Task objective
In the entries below, go to the line containing "to oldest day." and repeat it along with every later line, exactly.

Task data
##########

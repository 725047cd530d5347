#![allow(dead_code)]
use assert_cmd::{Command, cargo_bin_cmd};
use chrono::{DateTime, Local, TimeZone};
use rworktracker::core::clock::FixedClock;
use rworktracker::core::display::DurationFormats;
use rworktracker::core::notify::RecordingNotifier;
use rworktracker::core::session::{TimeTracker, TrackerSettings};
use rworktracker::core::store::MemoryStore;
use rworktracker::core::ticker::ManualTicker;
use rworktracker::core::worklog::WorkLog;
use std::env;
use std::fs;
use std::path::PathBuf;

pub type TestTracker = TimeTracker<MemoryStore, FixedClock, ManualTicker, RecordingNotifier>;

pub fn rwt() -> Command {
    cargo_bin_cmd!("rworktracker")
}

/// Create a unique test DB path inside the system temp dir and remove any existing file
pub fn setup_test_db(name: &str) -> String {
    let mut path: PathBuf = env::temp_dir();
    path.push(format!("{}_rworktracker.sqlite", name));
    let db_path = path.to_string_lossy().to_string();
    fs::remove_file(&db_path).ok();
    db_path
}

/// Create a temporary output file path inside tempdir and ensure it's removed
pub fn temp_out(name: &str, ext: &str) -> String {
    let mut path: PathBuf = env::temp_dir();
    path.push(format!("{}_out.{}", name, ext));
    let p = path.to_string_lossy().to_string();
    fs::remove_file(&p).ok();
    p
}

/// Fresh DB, schema created through `init --test`
pub fn init_db(name: &str) -> String {
    let db_path = setup_test_db(name);
    rwt()
        .args(["--db", &db_path, "--test", "init"])
        .assert()
        .success();
    db_path
}

/// Local timestamp at a time of day clear of DST transitions
pub fn at(y: i32, m: u32, d: u32, h: u32, min: u32, s: u32) -> DateTime<Local> {
    Local
        .with_ymd_and_hms(y, m, d, h, min, s)
        .single()
        .expect("unambiguous local time")
}

pub fn settings(break_reminder_secs: u64) -> TrackerSettings {
    TrackerSettings {
        formats: DurationFormats {
            long: "h [hours], m [minutes], s [seconds]".to_string(),
            short: "h[h] m[m] s[s]".to_string(),
        },
        break_reminder_secs,
    }
}

pub fn worklog_at(now: DateTime<Local>) -> WorkLog<MemoryStore, FixedClock> {
    WorkLog::new(MemoryStore::new(), FixedClock::new(now))
}

/// Tracker over an in-memory store, clock fixed at 7 March 2025 10:00
pub fn tracker() -> TestTracker {
    tracker_with(settings(0))
}

pub fn tracker_with(settings: TrackerSettings) -> TestTracker {
    TimeTracker::new(
        worklog_at(at(2025, 3, 7, 10, 0, 0)),
        ManualTicker::new(),
        RecordingNotifier::new(),
        settings,
    )
    .expect("tracker")
}

pub fn ticks(t: &mut TestTracker, n: usize) {
    for _ in 0..n {
        t.on_tick().expect("tick");
    }
}
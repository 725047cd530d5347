use crate::errors::{AppError, AppResult};
use chrono::{DateTime, Datelike, Local, NaiveDate};

/// Day key for a local timestamp: `D/M/Y`, no zero padding (e.g. `7/3/2025`).
pub fn day_key(ts: &DateTime<Local>) -> String {
    day_key_for_date(&ts.date_naive())
}

pub fn day_key_for_date(d: &NaiveDate) -> String {
    format!("{}/{}/{}", d.day(), d.month(), d.year())
}

/// Parse a `D/M/Y` key back into a date. Zero-padded parts are accepted.
pub fn parse_day_key(key: &str) -> AppResult<NaiveDate> {
    let parts: Vec<&str> = key.trim().split('/').collect();
    if parts.len() != 3 {
        return Err(AppError::InvalidDayKey(key.to_string()));
    }

    let num = |s: &str| -> AppResult<u32> {
        s.parse::<u32>()
            .map_err(|_| AppError::InvalidDayKey(key.to_string()))
    };

    let day = num(parts[0])?;
    let month = num(parts[1])?;
    let year = parts[2]
        .parse::<i32>()
        .map_err(|_| AppError::InvalidDayKey(key.to_string()))?;

    NaiveDate::from_ymd_opt(year, month, day).ok_or_else(|| AppError::InvalidDayKey(key.to_string()))
}

/// Keys sorted from most recent to oldest day.
/// Keys that do not parse as dates sort last, in reverse string order.
pub fn sorted_day_keys<'a, I>(keys: I) -> Vec<&'a str>
where
    I: IntoIterator<Item = &'a String>,
{
    let mut keyed: Vec<(Option<NaiveDate>, &str)> = keys
        .into_iter()
        .map(|k| (parse_day_key(k).ok(), k.as_str()))
        .collect();

    // Some(date) > None, so valid keys come first once reversed
    keyed.sort();
    keyed.reverse();

    keyed.into_iter().map(|(_, k)| k).collect()
}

##########

The answer
/// Keys sorted from most recent to oldest day.
/// Keys that do not parse as dates sort last, in reverse string order.
pub fn sorted_day_keys<'a, I>(keys: I) -> Vec<&'a str>
where
    I: IntoIterator<Item = &'a String>,
{
    let mut keyed: Vec<(Option<NaiveDate>, &str)> = keys
        .into_iter()
        .map(|k| (parse_day_key(k).ok(), k.as_str()))
        .collect();

    // Some(date) > None, so valid keys come first once reversed
    keyed.sort();
    keyed.reverse();

    keyed.into_iter().map(|(_, k)| k).collect()
}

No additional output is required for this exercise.